===== STUDY MATERIAL =====

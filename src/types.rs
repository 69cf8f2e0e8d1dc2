use std::fmt;
use std::path::PathBuf;
use std::time::Duration;

pub type UrlEntry = String;

#[derive(Debug, Clone)]
pub struct DownloadTask {
    pub url: UrlEntry,
    pub filename: String,
    pub output_path: PathBuf,
}

#[derive(Debug, Clone, Copy, PartialEq, Eq)]
pub enum DownloadStatus {
    Success,
    Skipped,
    Failed,
}

#[derive(Debug, Clone, PartialEq, Eq)]
pub struct Outcome {
    pub filename: String,
    pub status: DownloadStatus,
    pub detail: String,
}

impl Outcome {
    pub fn success(filename: impl Into<String>) -> Self {
        Self {
            filename: filename.into(),
            status: DownloadStatus::Success,
            detail: "download complete".to_string(),
        }
    }

    pub fn skipped(filename: impl Into<String>) -> Self {
        Self {
            filename: filename.into(),
            status: DownloadStatus::Skipped,
            detail: "already exists".to_string(),
        }
    }

    pub fn failed(filename: impl Into<String>, detail: impl fmt::Display) -> Self {
        Self {
            filename: filename.into(),
            status: DownloadStatus::Failed,
            detail: detail.to_string(),
        }
    }
}

#[derive(Debug, Clone, PartialEq, Eq)]
pub struct FailureRecord {
    pub url: UrlEntry,
    pub detail: String,
}

/// Counters for one run. Only the coordinator mutates these, one outcome at
/// a time, so `failures` is in completion order.
#[derive(Debug, Default)]
pub struct RunStats {
    pub success_count: usize,
    pub skip_count: usize,
    pub fail_count: usize,
    pub failures: Vec<FailureRecord>,
    pub elapsed: Duration,
    pub failure_log: Option<PathBuf>,
}

impl RunStats {
    pub fn record(&mut self, url: &str, outcome: &Outcome) {
        match outcome.status {
            DownloadStatus::Success => self.success_count += 1,
            DownloadStatus::Skipped => self.skip_count += 1,
            DownloadStatus::Failed => {
                self.fail_count += 1;
                self.failures.push(FailureRecord {
                    url: url.to_string(),
                    detail: outcome.detail.clone(),
                });
            }
        }
    }

    pub fn total(&self) -> usize {
        self.success_count + self.skip_count + self.fail_count
    }
}

/// Emitted after each completed task.
#[derive(Debug, Clone)]
pub struct ProgressEvent {
    pub completed: usize,
    pub total: usize,
    pub outcome: Outcome,
}

impl ProgressEvent {
    pub fn percent(&self) -> f64 {
        if self.total == 0 {
            return 100.0;
        }
        self.completed as f64 / self.total as f64 * 100.0
    }
}
use clap::Parser;
use std::path::PathBuf;
use std::time::Duration;

#[derive(Parser, Debug)]
#[command(author, version, about = "Download every file listed in a URL list", long_about = None)]
pub struct Cli {
    /// File with one URL per line
    #[arg(short, long, default_value = "cadurls.md")]
    pub input: PathBuf,

    /// Output directory for downloaded files
    #[arg(short, long, default_value = "downloads")]
    pub output: PathBuf,

    /// Number of concurrent downloads
    #[arg(short, long, default_value = "10")]
    pub workers: usize,

    /// Per-request timeout in seconds
    #[arg(short, long, default_value = "30")]
    pub timeout: u64,
}

impl Cli {
    pub fn timeout(&self) -> Duration {
        Duration::from_secs(self.timeout)
    }
}
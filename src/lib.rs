pub mod cli;
pub mod downloader;
pub mod error;
pub mod fetcher;
pub mod parser;
pub mod reporter;
pub mod types;
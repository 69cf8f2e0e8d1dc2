use crate::types::{DownloadStatus, ProgressEvent, RunStats};
use colored::*;
use indicatif::{ProgressBar, ProgressStyle};
use std::path::Path;

/// Receives progress from the coordinator. Everything a reporter shows is
/// derived from the arguments of each call.
pub trait Reporter {
    fn started(&self, total: usize, output_dir: &Path);
    fn progress(&self, event: &ProgressEvent);
    fn finished(&self, stats: &RunStats);
}

/// Single progress line updated in place, followed by a summary block on
/// standard output.
pub struct ConsoleReporter {
    pb: ProgressBar,
}

impl ConsoleReporter {
    pub fn new() -> Self {
        let pb = ProgressBar::new(0);
        pb.set_style(
            ProgressStyle::default_spinner()
                .template("{spinner:.green} [{elapsed_precise}] {wide_msg}")
                .unwrap_or_else(|_| ProgressStyle::default_spinner()),
        );
        Self { pb }
    }
}

impl Default for ConsoleReporter {
    fn default() -> Self {
        Self::new()
    }
}

impl Reporter for ConsoleReporter {
    fn started(&self, total: usize, output_dir: &Path) {
        self.pb.suspend(|| {
            for line in banner_lines(total, output_dir) {
                println!("{}", line);
            }
        });
        self.pb.set_length(total as u64);
    }

    fn progress(&self, event: &ProgressEvent) {
        self.pb.set_position(event.completed as u64);
        self.pb.set_message(progress_line(event));
    }

    fn finished(&self, stats: &RunStats) {
        self.pb.finish();

        let rule = "=".repeat(50);
        println!("\n{}", rule);
        println!("{}", "Download complete!".bold());
        println!("{}", rule);
        println!("Elapsed: {:.1}s", stats.elapsed.as_secs_f64());
        println!("Succeeded: {}", stats.success_count.to_string().green());
        println!("Skipped (already exists): {}", stats.skip_count.to_string().yellow());
        println!("Failed: {}", stats.fail_count.to_string().red());

        if let Some(path) = &stats.failure_log {
            println!("\nFailed URL list: {}", path.display());
        }
    }
}

pub(crate) fn banner_lines(total: usize, output_dir: &Path) -> [String; 2] {
    let shown = std::fs::canonicalize(output_dir).unwrap_or_else(|_| output_dir.to_path_buf());
    [
        format!("Loaded {} URLs.", total.to_string().bold()),
        format!("Download directory: {}", shown.display()),
    ]
}

pub(crate) fn progress_line(event: &ProgressEvent) -> String {
    let detail = match event.outcome.status {
        DownloadStatus::Success => event.outcome.detail.green(),
        DownloadStatus::Skipped => event.outcome.detail.yellow(),
        DownloadStatus::Failed => event.outcome.detail.red(),
    };
    format!(
        "[{:5.1}%] {}/{} - {}: {}",
        event.percent(),
        event.completed,
        event.total,
        event.outcome.filename,
        detail
    )
}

=====

REQUIRED ACTION =>
Copy out the entire listing above exactly.

OUTPUT FOR THIS EXERCISE =>
filename src/types.rs
repository 69cf8f2e0e8d1dc2
use std::fmt;
use std::path::PathBuf;
use std::time::Duration;

pub type UrlEntry = String;

#[derive(Debug, Clone)]
pub struct DownloadTask {
    pub url: UrlEntry,
    pub filename: String,
    pub output_path: PathBuf,
}

#[derive(Debug, Clone, Copy, PartialEq, Eq)]
pub enum DownloadStatus {
    Success,
    Skipped,
    Failed,
}

#[derive(Debug, Clone, PartialEq, Eq)]
pub struct Outcome {
    pub filename: String,
    pub status: DownloadStatus,
    pub detail: String,
}

impl Outcome {
    pub fn success(filename: impl Into<String>) -> Self {
        Self {
            filename: filename.into(),
            status: DownloadStatus::Success,
            detail: "download complete".to_string(),
        }
    }

    pub fn skipped(filename: impl Into<String>) -> Self {
        Self {
            filename: filename.into(),
            status: DownloadStatus::Skipped,
            detail: "already exists".to_string(),
        }
    }

    pub fn failed(filename: impl Into<String>, detail: impl fmt::Display) -> Self {
        Self {
            filename: filename.into(),
            status: DownloadStatus::Failed,
            detail: detail.to_string(),
        }
    }
}

#[derive(Debug, Clone, PartialEq, Eq)]
pub struct FailureRecord {
    pub url: UrlEntry,
    pub detail: String,
}

/// Counters for one run. Only the coordinator mutates these, one outcome at
/// a time, so `failures` is in completion order.
#[derive(Debug, Default)]
pub struct RunStats {
    pub success_count: usize,
    pub skip_count: usize,
    pub fail_count: usize,
    pub failures: Vec<FailureRecord>,
    pub elapsed: Duration,
    pub failure_log: Option<PathBuf>,
}

impl RunStats {
    pub fn record(&mut self, url: &str, outcome: &Outcome) {
        match outcome.status {
            DownloadStatus::Success => self.success_count += 1,
            DownloadStatus::Skipped => self.skip_count += 1,
            DownloadStatus::Failed => {
                self.fail_count += 1;
                self.failures.push(FailureRecord {
                    url: url.to_string(),
                    detail: outcome.detail.clone(),
                });
            }
        }
    }

    pub fn total(&self) -> usize {
        self.success_count + self.skip_count + self.fail_count
    }
}

/// Emitted after each completed task.
#[derive(Debug, Clone)]
pub struct ProgressEvent {
    pub completed: usize,
    pub total: usize,
    pub outcome: Outcome,
}

impl ProgressEvent {
    pub fn percent(&self) -> f64 {
        if self.total == 0 {
            return 100.0;
        }
        self.completed as f64 / self.total as f64 * 100.0
    }
}
use clap::Parser;
use std::path::PathBuf;
use std::time::Duration;

#[derive(Parser, Debug)]
#[command(author, version, about = "Download every file listed in a URL list", long_about = None)]
pub struct Cli {
    /// File with one URL per line
    #[arg(short, long, default_value = "cadurls.md")]
    pub input: PathBuf,

    /// Output directory for downloaded files
    #[arg(short, long, default_value = "downloads")]
    pub output: PathBuf,

    /// Number of concurrent downloads
    #[arg(short, long, default_value = "10")]
    pub workers: usize,

    /// Per-request timeout in seconds
    #[arg(short, long, default_value = "30")]
    pub timeout: u64,
}

impl Cli {
    pub fn timeout(&self) -> Duration {
        Duration::from_secs(self.timeout)
    }
}
filename src/lib.rs
pub mod cli;
pub mod downloader;
pub mod error;
pub mod fetcher;
pub mod parser;
pub mod reporter;
pub mod types;
repository 69cf8f2e0e8d1dc2
use crate::types::{DownloadStatus, ProgressEvent, RunStats};
use colored::*;
use indicatif::{ProgressBar, ProgressStyle};
use std::path::Path;

/// Receives progress from the coordinator. Everything a reporter shows is
/// derived from the arguments of each call.
pub trait Reporter {
    fn started(&self, total: usize, output_dir: &Path);
    fn progress(&self, event: &ProgressEvent);
    fn finished(&self, stats: &RunStats);
}

/// Single progress line updated in place, followed by a summary block on
/// standard output.
pub struct ConsoleReporter {
    pb: ProgressBar,
}

impl ConsoleReporter {
    pub fn new() -> Self {
        let pb = ProgressBar::new(0);
        pb.set_style(
            ProgressStyle::default_spinner()
                .template("{spinner:.green} [{elapsed_precise}] {wide_msg}")
                .unwrap_or_else(|_| ProgressStyle::default_spinner()),
        );
        Self { pb }
    }
}

impl Default for ConsoleReporter {
    fn default() -> Self {
        Self::new()
    }
}

impl Reporter for ConsoleReporter {
    fn started(&self, total: usize, output_dir: &Path) {
        self.pb.suspend(|| {
            for line in banner_lines(total, output_dir) {
                println!("{}", line);
            }
        });
        self.pb.set_length(total as u64);
    }

    fn progress(&self, event: &ProgressEvent) {
        self.pb.set_position(event.completed as u64);
        self.pb.set_message(progress_line(event));
    }

    fn finished(&self, stats: &RunStats) {
        self.pb.finish();

        let rule = "=".repeat(50);
        println!("\n{}", rule);
        println!("{}", "Download complete!".bold());
        println!("{}", rule);
        println!("Elapsed: {:.1}s", stats.elapsed.as_secs_f64());
        println!("Succeeded: {}", stats.success_count.to_string().green());
        println!("Skipped (already exists): {}", stats.skip_count.to_string().yellow());
        println!("Failed: {}", stats.fail_count.to_string().red());

        if let Some(path) = &stats.failure_log {
            println!("\nFailed URL list: {}", path.display());
        }
    }
}

pub(crate) fn banner_lines(total: usize, output_dir: &Path) -> [String; 2] {
    let shown = std::fs::canonicalize(output_dir).unwrap_or_else(|_| output_dir.to_path_buf());
    [
        format!("Loaded {} URLs.", total.to_string().bold()),
        format!("Download directory: {}", shown.display()),
    ]
}

pub(crate) fn progress_line(event: &ProgressEvent) -> String {
    let detail = match event.outcome.status {
        DownloadStatus::Success => event.outcome.detail.green(),
        DownloadStatus::Skipped => event.outcome.detail.yellow(),
        DownloadStatus::Failed => event.outcome.detail.red(),
    };
    format!(
        "[{:5.1}%] {}/{} - {}: {}",
        event.percent(),
        event.completed,
        event.total,
        event.outcome.filename,
        detail
    )
}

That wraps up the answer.